Jest oczywiste, że dzisiaj wielu Polaków musi wyjątkowo się starać, aby zrównoważyć swój domowy budżet. To wyzwanie dotyka zwłaszcza osób korzystających z zasiłków dla bezrobotnych, które są zdane na państwowe świadczenia, dopóki nie znajdą pracy. Dyskusje na temat nowego świadczenia budzą wiele kontrowersji. Dzieje się tak, ponieważ plan zakłada, że czterocyfrowa kwota trafiłaby co miesiąc do wszystkich, niezależnie od tego, czy pracują, czy są bezrobotni. Ale czym dokładnie miałoby to polegać?
To pytanie jest punktem centralnym debaty na temat nowego świadczenia. Niektórzy uważają, że przyznawanie tej kwoty wszystkim obywatelom, niezależnie od ich sytuacji zawodowej, może pomóc w równomiernym rozdziale środków i zapewnić pewne minimalne wsparcie finansowe każdemu gospodarstwu domowemu. Zdaniem zwolenników takiego podejścia, to może pomóc w zabezpieczeniu podstawowych potrzeb każdej rodziny, niezależnie od ich obecnej sytuacji zawodowej.
Jednak inni są zdania, że taki model świadczenia może być niesprawiedliwy, ponieważ osoby pracujące i zarabiające wystarczająco dużo nie potrzebują dodatkowego wsparcia finansowego w takim samym stopniu, co osoby bezrobotne lub o niskich dochodach. Obawiają się, że to może prowadzić do marnowania środków publicznych i nieuczciwego rozdziału zasobów.
Takiego zasiłku jeszcze w Polsce nie było – kasa do wydania na co się chce i za darmo
Wraca na scenę temat nowego zasiłku, który dotychczas nie istniał w Polsce, choć już funkcjonuje w innych krajach świata, również w Europie. Mówimy o bezwarunkowym dochodzie podstawowym (BDP), który nie jest zupełnie pomysłem nowym ani niespotykanym.
BDP to świadczenie wypłacane każdej osobie niezależnie od jej wieku, dochodów czy statusu zatrudnienia. Jego głównym celem jest umożliwienie zaspokojenia podstawowych potrzeb życiowych. Dlaczego warto rozważyć wydawanie takich środków? To pytanie prowadzi nas do fascynujących kwestii, takich jak eliminowanie obaw o opłacenie czynszu czy możliwość skoncentrowania się na rozwoju i edukacji bez konieczności dorabiania.
Bezwarunkowy dochód podstawowy stawia pod znakiem zapytania tradycyjne modele wsparcia finansowego, które często opierają się na kryteriach dochodowych lub zatrudnieniowych. Wprowadzenie takiego świadczenia oznaczałoby pewien rodzaj społecznego eksperymentu. Daje to możliwość sprawdzenia, jak ludzie zachowaliby się, gdy nie musieliby stale martwić się o finanse. Wyobraź sobie, że nie musisz już obawiać się, czy masz wystarczająco dużo pieniędzy, aby opłacić mieszkanie. To może prowadzić do zwiększenia poczucia bezpieczeństwa finansowego i pozwolić ludziom skoncentrować się na innych aspektach swojego życia.

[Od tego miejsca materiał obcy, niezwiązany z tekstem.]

#[cfg(test)]
mod tests {
    use super::*;

    #[test]
    fn test_summary_accumulate() {
        let mut sum = StreamSummary::new(0, 0.0, true);
        let mut a = StreamSummary::new(1_000_000, 10.0, true);
        a.retransmits = Some(3);
        let mut b = StreamSummary::new(2_000_000, 9.5, true);
        b.retransmits = Some(1);
        sum.accumulate(&a);
        sum.accumulate(&b);
        assert_eq!(sum.bytes, 3_000_000);
        assert_eq!(sum.seconds, 10.0);
        assert_eq!(sum.retransmits, Some(4));
        assert_eq!(sum.bits_per_second, 2_400_000.0);
    }

    #[test]
    fn test_udp_summary_loss() {
        let mut sum = StreamSummary::new(0, 0.0, false);
        let mut a = StreamSummary::new(100, 1.0, false);
        a.lost_packets = Some(5);
        a.packets = Some(100);
        let mut b = StreamSummary::new(100, 1.0, false);
        b.lost_packets = Some(15);
        b.packets = Some(100);
        sum.accumulate(&a);
        sum.accumulate(&b);
        assert_eq!(sum.lost_percent, Some(10.0));
    }

    #[test]
    fn test_zero_duration_rate() {
        assert_eq!(bits_per_second(1000, 0.0), 0.0);
        assert_eq!(lost_percent(3, 0), 0.0);
    }

    #[test]
    fn test_summary_skips_unset_fields() {
        let json = serde_json::to_value(StreamSummary::new(10, 1.0, true)).unwrap();
        assert!(json.get("retransmits").is_none());
        assert!(json.get("jitter_ms").is_none());
        assert_eq!(json["bytes"], 10);
    }

    #[test]
    fn test_cpu_utilization_bounds() {
        let start = CpuSnapshot::now();
        let mut x = 0u64;
        for i in 0..1_000_000u64 {
            x = x.wrapping_add(i * i);
        }
        std::hint::black_box(x);
        let end = CpuSnapshot::now();
        let (total, user, system) = start.utilization_since(&end);
        assert!(total >= 0.0);
        assert!((total - user - system).abs() < 1e-9);
    }

    #[test]
    fn test_system_info() {
        let info = get_system_info();
        assert!(info.version.starts_with("rsperf "));
        assert!(info.timestamp > 0);
    }

    #[cfg(target_os = "linux")]
    #[tokio::test]
    async fn test_tcp_stats_on_loopback() {
        use std::os::fd::AsRawFd;
        let listener = tokio::net::TcpListener::bind("127.0.0.1:0").await.unwrap();
        let addr = listener.local_addr().unwrap();
        let client = tokio::net::TcpStream::connect(addr).await.unwrap();
        let _server = listener.accept().await.unwrap();
        let stats = tcp_stats(client.as_raw_fd()).expect("tcp_info");
        assert!(stats.snd_cwnd.unwrap_or(0) > 0);
        assert!(tcp_congestion(client.as_raw_fd()).is_some());
    }
}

Warto także zastanowić się nad długofalowymi korzyściami BDP. Zwiększone bezpieczeństwo finansowe może zachęcać ludzi do inwestowania w edukację, rozwijanie swoich pasji, przedsiębiorczość lub wolontariat. To może stworzyć społeczeństwo bardziej wykształcone, kreatywne i zaangażowane.
Jednak istnieją także obawy dotyczące finansowania takiego programu i jego wpływu na rynek pracy. Dlatego też debata na ten temat jest niezwykle istotna, a ewentualne wdrożenie BDP w Polsce musiałoby uwzględnić wiele aspektów i długo analizować możliwe konsekwencje.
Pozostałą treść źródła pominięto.